▶ [PROBLEM REQUIREMENTS]: Reproduce the data in its entirety, exactly as written.
ENTRIES SUPPLIED: Begin
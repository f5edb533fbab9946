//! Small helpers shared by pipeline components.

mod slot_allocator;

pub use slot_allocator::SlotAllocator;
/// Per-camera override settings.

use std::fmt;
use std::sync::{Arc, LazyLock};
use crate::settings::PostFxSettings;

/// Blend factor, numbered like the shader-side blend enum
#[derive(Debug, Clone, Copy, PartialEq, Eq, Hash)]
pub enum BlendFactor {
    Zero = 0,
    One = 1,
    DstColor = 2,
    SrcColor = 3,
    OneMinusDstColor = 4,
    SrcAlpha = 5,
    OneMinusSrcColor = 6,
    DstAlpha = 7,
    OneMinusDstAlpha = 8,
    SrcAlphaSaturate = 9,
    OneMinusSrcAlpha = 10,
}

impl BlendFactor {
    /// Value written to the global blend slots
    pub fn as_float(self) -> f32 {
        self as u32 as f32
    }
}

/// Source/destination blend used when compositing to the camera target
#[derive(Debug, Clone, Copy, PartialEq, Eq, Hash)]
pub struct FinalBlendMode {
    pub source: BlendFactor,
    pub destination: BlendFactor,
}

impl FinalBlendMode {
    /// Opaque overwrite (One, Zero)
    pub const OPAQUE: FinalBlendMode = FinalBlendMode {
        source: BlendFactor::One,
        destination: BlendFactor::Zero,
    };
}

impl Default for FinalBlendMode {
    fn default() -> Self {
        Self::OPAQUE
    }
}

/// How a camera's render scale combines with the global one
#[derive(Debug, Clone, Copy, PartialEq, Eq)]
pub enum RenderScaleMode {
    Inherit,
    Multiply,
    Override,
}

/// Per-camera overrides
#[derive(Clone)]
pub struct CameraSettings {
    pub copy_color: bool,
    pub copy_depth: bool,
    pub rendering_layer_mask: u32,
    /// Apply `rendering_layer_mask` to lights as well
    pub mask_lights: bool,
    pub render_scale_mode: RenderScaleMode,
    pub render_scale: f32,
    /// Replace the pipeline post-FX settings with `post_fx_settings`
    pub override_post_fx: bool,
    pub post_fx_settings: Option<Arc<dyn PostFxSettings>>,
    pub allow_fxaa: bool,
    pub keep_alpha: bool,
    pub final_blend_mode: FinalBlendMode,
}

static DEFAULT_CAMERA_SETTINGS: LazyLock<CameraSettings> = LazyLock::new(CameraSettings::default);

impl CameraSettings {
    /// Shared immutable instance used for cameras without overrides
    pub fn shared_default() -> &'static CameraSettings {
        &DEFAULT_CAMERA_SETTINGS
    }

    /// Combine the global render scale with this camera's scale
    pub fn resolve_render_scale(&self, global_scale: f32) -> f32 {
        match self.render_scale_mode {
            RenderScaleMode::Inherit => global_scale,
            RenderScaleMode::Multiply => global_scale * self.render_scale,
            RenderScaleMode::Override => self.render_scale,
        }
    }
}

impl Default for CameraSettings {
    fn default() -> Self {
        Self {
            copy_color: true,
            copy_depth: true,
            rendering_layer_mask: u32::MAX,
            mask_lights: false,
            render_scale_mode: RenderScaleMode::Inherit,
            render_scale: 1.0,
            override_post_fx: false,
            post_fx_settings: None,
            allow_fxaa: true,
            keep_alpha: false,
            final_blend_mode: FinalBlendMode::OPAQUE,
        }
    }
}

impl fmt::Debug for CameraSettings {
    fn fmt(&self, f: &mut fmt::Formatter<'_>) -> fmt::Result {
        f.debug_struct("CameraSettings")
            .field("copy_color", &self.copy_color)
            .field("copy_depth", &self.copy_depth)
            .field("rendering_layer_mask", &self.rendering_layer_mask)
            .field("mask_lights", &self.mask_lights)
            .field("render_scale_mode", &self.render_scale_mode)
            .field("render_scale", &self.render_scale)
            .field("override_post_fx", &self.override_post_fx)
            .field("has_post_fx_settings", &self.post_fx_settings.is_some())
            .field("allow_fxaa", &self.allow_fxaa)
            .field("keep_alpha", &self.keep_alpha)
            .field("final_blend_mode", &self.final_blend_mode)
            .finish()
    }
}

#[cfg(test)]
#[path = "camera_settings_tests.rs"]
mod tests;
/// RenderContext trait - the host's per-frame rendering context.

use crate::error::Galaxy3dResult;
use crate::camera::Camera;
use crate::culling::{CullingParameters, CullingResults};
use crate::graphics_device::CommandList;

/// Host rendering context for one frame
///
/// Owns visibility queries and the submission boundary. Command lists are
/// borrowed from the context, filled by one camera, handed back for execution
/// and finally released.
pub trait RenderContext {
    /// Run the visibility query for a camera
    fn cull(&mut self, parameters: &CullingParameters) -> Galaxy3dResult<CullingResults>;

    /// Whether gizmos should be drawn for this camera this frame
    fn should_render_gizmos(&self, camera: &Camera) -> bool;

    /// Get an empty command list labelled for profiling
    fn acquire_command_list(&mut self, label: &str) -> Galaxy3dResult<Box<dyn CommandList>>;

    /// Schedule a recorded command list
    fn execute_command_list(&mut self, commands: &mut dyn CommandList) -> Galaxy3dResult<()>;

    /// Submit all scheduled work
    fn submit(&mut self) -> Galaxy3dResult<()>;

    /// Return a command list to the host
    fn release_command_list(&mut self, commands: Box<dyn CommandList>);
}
ENTRIES SUPPLIED: End
▶ [REPLY TO THE EXERCISE]:
repository f5edb533fbab9946
//! Small helpers shared by pipeline components.

mod slot_allocator;

pub use slot_allocator::SlotAllocator;
/// Per-camera override settings.

use std::fmt;
use std::sync::{Arc, LazyLock};
use crate::settings::PostFxSettings;

/// Blend factor, numbered like the shader-side blend enum
#[derive(Debug, Clone, Copy, PartialEq, Eq, Hash)]
pub enum BlendFactor {
    Zero = 0,
    One = 1,
    DstColor = 2,
    SrcColor = 3,
    OneMinusDstColor = 4,
    SrcAlpha = 5,
    OneMinusSrcColor = 6,
    DstAlpha = 7,
    OneMinusDstAlpha = 8,
    SrcAlphaSaturate = 9,
    OneMinusSrcAlpha = 10,
}

impl BlendFactor {
    /// Value written to the global blend slots
    pub fn as_float(self) -> f32 {
        self as u32 as f32
    }
}

/// Source/destination blend used when compositing to the camera target
#[derive(Debug, Clone, Copy, PartialEq, Eq, Hash)]
pub struct FinalBlendMode {
    pub source: BlendFactor,
    pub destination: BlendFactor,
}

impl FinalBlendMode {
    /// Opaque overwrite (One, Zero)
    pub const OPAQUE: FinalBlendMode = FinalBlendMode {
        source: BlendFactor::One,
        destination: BlendFactor::Zero,
    };
}

impl Default for FinalBlendMode {
    fn default() -> Self {
        Self::OPAQUE
    }
}

/// How a camera's render scale combines with the global one
#[derive(Debug, Clone, Copy, PartialEq, Eq)]
pub enum RenderScaleMode {
    Inherit,
    Multiply,
    Override,
}

/// Per-camera overrides
#[derive(Clone)]
pub struct CameraSettings {
    pub copy_color: bool,
    pub copy_depth: bool,
    pub rendering_layer_mask: u32,
    /// Apply `rendering_layer_mask` to lights as well
    pub mask_lights: bool,
    pub render_scale_mode: RenderScaleMode,
    pub render_scale: f32,
    /// Replace the pipeline post-FX settings with `post_fx_settings`
    pub override_post_fx: bool,
    pub post_fx_settings: Option<Arc<dyn PostFxSettings>>,
    pub allow_fxaa: bool,
    pub keep_alpha: bool,
    pub final_blend_mode: FinalBlendMode,
}

static DEFAULT_CAMERA_SETTINGS: LazyLock<CameraSettings> = LazyLock::new(CameraSettings::default);

impl CameraSettings {
    /// Shared immutable instance used for cameras without overrides
    pub fn shared_default() -> &'static CameraSettings {
        &DEFAULT_CAMERA_SETTINGS
    }

    /// Combine the global render scale with this camera's scale
    pub fn resolve_render_scale(&self, global_scale: f32) -> f32 {
        match self.render_scale_mode {
            RenderScaleMode::Inherit => global_scale,
            RenderScaleMode::Multiply => global_scale * self.render_scale,
            RenderScaleMode::Override => self.render_scale,
        }
    }
}

impl Default for CameraSettings {
    fn default() -> Self {
        Self {
            copy_color: true,
            copy_depth: true,
            rendering_layer_mask: u32::MAX,
            mask_lights: false,
            render_scale_mode: RenderScaleMode::Inherit,
            render_scale: 1.0,
            override_post_fx: false,
            post_fx_settings: None,
            allow_fxaa: true,
            keep_alpha: false,
            final_blend_mode: FinalBlendMode::OPAQUE,
        }
    }
}

impl fmt::Debug for CameraSettings {
    fn fmt(&self, f: &mut fmt::Formatter<'_>) -> fmt::Result {
        f.debug_struct("CameraSettings")
            .field("copy_color", &self.copy_color)
            .field("copy_depth", &self.copy_depth)
            .field("rendering_layer_mask", &self.rendering_layer_mask)
            .field("mask_lights", &self.mask_lights)
            .field("render_scale_mode", &self.render_scale_mode)
            .field("render_scale", &self.render_scale)
            .field("override_post_fx", &self.override_post_fx)
            .field("has_post_fx_settings", &self.post_fx_settings.is_some())
            .field("allow_fxaa", &self.allow_fxaa)
            .field("keep_alpha", &self.keep_alpha)
            .field("final_blend_mode", &self.final_blend_mode)
            .finish()
    }
}

#[cfg(test)]
#[path = "camera_settings_tests.rs"]
mod tests;
/// RenderContext trait - the host's per-frame rendering context.

use crate::error::Galaxy3dResult;
use crate::camera::Camera;
use crate::culling::{CullingParameters, CullingResults};
use crate::graphics_device::CommandList;

/// Host rendering context for one frame
///
/// Owns visibility queries and the submission boundary. Command lists are
/// borrowed from the context, filled by one camera, handed back for execution
/// and finally released.
pub trait RenderContext {
    /// Run the visibility query for a camera
    fn cull(&mut self, parameters: &CullingParameters) -> Galaxy3dResult<CullingResults>;

    /// Whether gizmos should be drawn for this camera this frame
    fn should_render_gizmos(&self, camera: &Camera) -> bool;

    /// Get an empty command list labelled for profiling
    fn acquire_command_list(&mut self, label: &str) -> Galaxy3dResult<Box<dyn CommandList>>;

    /// Schedule a recorded command list
    fn execute_command_list(&mut self, commands: &mut dyn CommandList) -> Galaxy3dResult<()>;

    /// Submit all scheduled work
    fn submit(&mut self) -> Galaxy3dResult<()>;

    /// Return a command list to the host
    fn release_command_list(&mut self, commands: Box<dyn CommandList>);
}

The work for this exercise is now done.